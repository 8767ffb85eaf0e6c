use crate::core::gap_fill::FilledResidual;
use crate::io::region::RegionMask;
use crate::types::{Band, LstReal, LstResult, Provenance, Raster, ReconstructedRaster};
use ndarray::{Array2, Zip};

/// Adds the long-term mean back to filled residuals and clips to the region
pub struct Reconstructor<'a> {
    band: Band,
    long_term_mean: &'a Raster,
    region: &'a RegionMask,
}

impl<'a> Reconstructor<'a> {
    pub fn new(band: Band, long_term_mean: &'a Raster, region: &'a RegionMask) -> LstResult<Self> {
        region.ensure_shape(long_term_mean.shape())?;
        Ok(Self {
            band,
            long_term_mean,
            region,
        })
    }

    /// Final LST for the filled residual's date.
    ///
    /// Observed cells take the converted original value verbatim when `observed` is
    /// given; filled cells are `residual + mean`. Outside the region nothing survives.
    pub fn reconstruct(
        &self,
        filled: &FilledResidual,
        observed: Option<&Raster>,
    ) -> LstResult<ReconstructedRaster> {
        let shape = self.long_term_mean.shape();
        self.long_term_mean.ensure_same_shape(&filled.raster)?;
        if let Some(observed) = observed {
            self.long_term_mean.ensure_same_shape(observed)?;
        }

        let mut values = Array2::<LstReal>::from_elem(shape, LstReal::NAN);
        let mut provenance = filled.provenance.clone();

        Zip::indexed(&mut values)
            .and(&mut provenance)
            .and(self.region.mask())
            .for_each(|(i, j), value, kind, &inside| {
                let estimate = match filled.raster.get(i, j) {
                    Some(residual) => self.long_term_mean.get(i, j).map(|mean| residual + mean),
                    None => None,
                };
                let result = match *kind {
                    Provenance::Observed => observed.and_then(|o| o.get(i, j)).or(estimate),
                    Provenance::Filled => estimate,
                    Provenance::Missing => None,
                };

                match result {
                    Some(v) if inside => *value = v,
                    _ => *kind = Provenance::Missing,
                }
            });

        let mask = provenance.mapv(|p| p != Provenance::Missing);
        Ok(ReconstructedRaster {
            date: filled.date,
            band: self.band,
            product: self.band.final_product_name(),
            raster: Raster::new(values, mask)?,
            provenance,
        })
    }
}

#[cfg(test)]
mod tests {
    use super::*;
    use approx::assert_abs_diff_eq;
    use chrono::NaiveDate;
    use ndarray::array;

    fn filled(values: Array2<f64>, provenance: Array2<Provenance>) -> FilledResidual {
        let mask = provenance.mapv(|p| p != Provenance::Missing);
        FilledResidual {
            date: NaiveDate::from_ymd_opt(2020, 1, 7).unwrap(),
            raster: Raster::new(values, mask).unwrap(),
            provenance,
        }
    }

    #[test]
    fn test_adds_mean_and_prefers_observed_value() {
        let mean = Raster::from_values(array![[20.0, 20.0, 20.0]]);
        let region = RegionMask::full((1, 3));
        let reconstructor = Reconstructor::new(Band::Day, &mean, &region).unwrap();

        let residual = filled(
            array![[1.25, -2.0, 0.0]],
            array![[Provenance::Observed, Provenance::Filled, Provenance::Missing]],
        );
        let observed =
            Raster::new(array![[21.25, 0.0, 0.0]], array![[true, false, false]]).unwrap();

        let out = reconstructor.reconstruct(&residual, Some(&observed)).unwrap();
        assert_eq!(out.raster.get(0, 0), Some(21.25));
        assert_abs_diff_eq!(out.raster.get(0, 1).unwrap(), 18.0);
        assert_eq!(out.raster.get(0, 2), None);
        assert_eq!(out.product, "final_LST_Day_C");
        assert_eq!(out.count(Provenance::Filled), 1);
    }

    #[test]
    fn test_region_clips_everything_outside() {
        let mean = Raster::filled((1, 2), 10.0);
        let region = RegionMask::from_mask(array![[true, false]]);
        let reconstructor = Reconstructor::new(Band::Night, &mean, &region).unwrap();

        let residual = filled(
            array![[1.0, 1.0]],
            array![[Provenance::Observed, Provenance::Observed]],
        );
        let out = reconstructor.reconstruct(&residual, None).unwrap();

        assert_abs_diff_eq!(out.raster.get(0, 0).unwrap(), 11.0);
        assert_eq!(out.raster.get(0, 1), None);
        assert_eq!(out.provenance[[0, 1]], Provenance::Missing);
    }

    #[test]
    fn test_filled_cell_without_mean_is_missing() {
        let mean = Raster::new(array![[10.0, 0.0]], array![[true, false]]).unwrap();
        let region = RegionMask::full((1, 2));
        let reconstructor = Reconstructor::new(Band::Day, &mean, &region).unwrap();

        let residual = filled(array![[0.5, 0.5]], array![[Provenance::Filled, Provenance::Filled]]);
        let out = reconstructor.reconstruct(&residual, None).unwrap();
        assert_abs_diff_eq!(out.raster.get(0, 0).unwrap(), 10.5);
        assert_eq!(out.raster.get(0, 1), None);
    }
}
☆ ☆ ☆ ☆
WHAT YOU HAVE TO DO -> All of the records above are to be repeated exactly.

SOLVED EXERCISE ->
repository 8767ffb85eaf0e6c
use crate::core::gap_fill::FilledResidual;
use crate::io::region::RegionMask;
use crate::types::{Band, LstReal, LstResult, Provenance, Raster, ReconstructedRaster};
use ndarray::{Array2, Zip};

/// Adds the long-term mean back to filled residuals and clips to the region
pub struct Reconstructor<'a> {
    band: Band,
    long_term_mean: &'a Raster,
    region: &'a RegionMask,
}

impl<'a> Reconstructor<'a> {
    pub fn new(band: Band, long_term_mean: &'a Raster, region: &'a RegionMask) -> LstResult<Self> {
        region.ensure_shape(long_term_mean.shape())?;
        Ok(Self {
            band,
            long_term_mean,
            region,
        })
    }

    /// Final LST for the filled residual's date.
    ///
    /// Observed cells take the converted original value verbatim when `observed` is
    /// given; filled cells are `residual + mean`. Outside the region nothing survives.
    pub fn reconstruct(
        &self,
        filled: &FilledResidual,
        observed: Option<&Raster>,
    ) -> LstResult<ReconstructedRaster> {
        let shape = self.long_term_mean.shape();
        self.long_term_mean.ensure_same_shape(&filled.raster)?;
        if let Some(observed) = observed {
            self.long_term_mean.ensure_same_shape(observed)?;
        }

        let mut values = Array2::<LstReal>::from_elem(shape, LstReal::NAN);
        let mut provenance = filled.provenance.clone();

        Zip::indexed(&mut values)
            .and(&mut provenance)
            .and(self.region.mask())
            .for_each(|(i, j), value, kind, &inside| {
                let estimate = match filled.raster.get(i, j) {
                    Some(residual) => self.long_term_mean.get(i, j).map(|mean| residual + mean),
                    None => None,
                };
                let result = match *kind {
                    Provenance::Observed => observed.and_then(|o| o.get(i, j)).or(estimate),
                    Provenance::Filled => estimate,
                    Provenance::Missing => None,
                };

                match result {
                    Some(v) if inside => *value = v,
                    _ => *kind = Provenance::Missing,
                }
            });

        let mask = provenance.mapv(|p| p != Provenance::Missing);
        Ok(ReconstructedRaster {
            date: filled.date,
            band: self.band,
            product: self.band.final_product_name(),
            raster: Raster::new(values, mask)?,
            provenance,
        })
    }
}

#[cfg(test)]
mod tests {
    use super::*;
    use approx::assert_abs_diff_eq;
    use chrono::NaiveDate;
    use ndarray::array;

    fn filled(values: Array2<f64>, provenance: Array2<Provenance>) -> FilledResidual {
        let mask = provenance.mapv(|p| p != Provenance::Missing);
        FilledResidual {
            date: NaiveDate::from_ymd_opt(2020, 1, 7).unwrap(),
            raster: Raster::new(values, mask).unwrap(),
            provenance,
        }
    }

    #[test]
    fn test_adds_mean_and_prefers_observed_value() {
        let mean = Raster::from_values(array![[20.0, 20.0, 20.0]]);
        let region = RegionMask::full((1, 3));
        let reconstructor = Reconstructor::new(Band::Day, &mean, &region).unwrap();

        let residual = filled(
            array![[1.25, -2.0, 0.0]],
            array![[Provenance::Observed, Provenance::Filled, Provenance::Missing]],
        );
        let observed =
            Raster::new(array![[21.25, 0.0, 0.0]], array![[true, false, false]]).unwrap();

        let out = reconstructor.reconstruct(&residual, Some(&observed)).unwrap();
        assert_eq!(out.raster.get(0, 0), Some(21.25));
        assert_abs_diff_eq!(out.raster.get(0, 1).unwrap(), 18.0);
        assert_eq!(out.raster.get(0, 2), None);
        assert_eq!(out.product, "final_LST_Day_C");
        assert_eq!(out.count(Provenance::Filled), 1);
    }

    #[test]
    fn test_region_clips_everything_outside() {
        let mean = Raster::filled((1, 2), 10.0);
        let region = RegionMask::from_mask(array![[true, false]]);
        let reconstructor = Reconstructor::new(Band::Night, &mean, &region).unwrap();

        let residual = filled(
            array![[1.0, 1.0]],
            array![[Provenance::Observed, Provenance::Observed]],
        );
        let out = reconstructor.reconstruct(&residual, None).unwrap();

        assert_abs_diff_eq!(out.raster.get(0, 0).unwrap(), 11.0);
        assert_eq!(out.raster.get(0, 1), None);
        assert_eq!(out.provenance[[0, 1]], Provenance::Missing);
    }

    #[test]
    fn test_filled_cell_without_mean_is_missing() {
        let mean = Raster::new(array![[10.0, 0.0]], array![[true, false]]).unwrap();
        let region = RegionMask::full((1, 2));
        let reconstructor = Reconstructor::new(Band::Day, &mean, &region).unwrap();

        let residual = filled(array![[0.5, 0.5]], array![[Provenance::Filled, Provenance::Filled]]);
        let out = reconstructor.reconstruct(&residual, None).unwrap();
        assert_abs_diff_eq!(out.raster.get(0, 0).unwrap(), 10.5);
        assert_eq!(out.raster.get(0, 1), None);
    }
}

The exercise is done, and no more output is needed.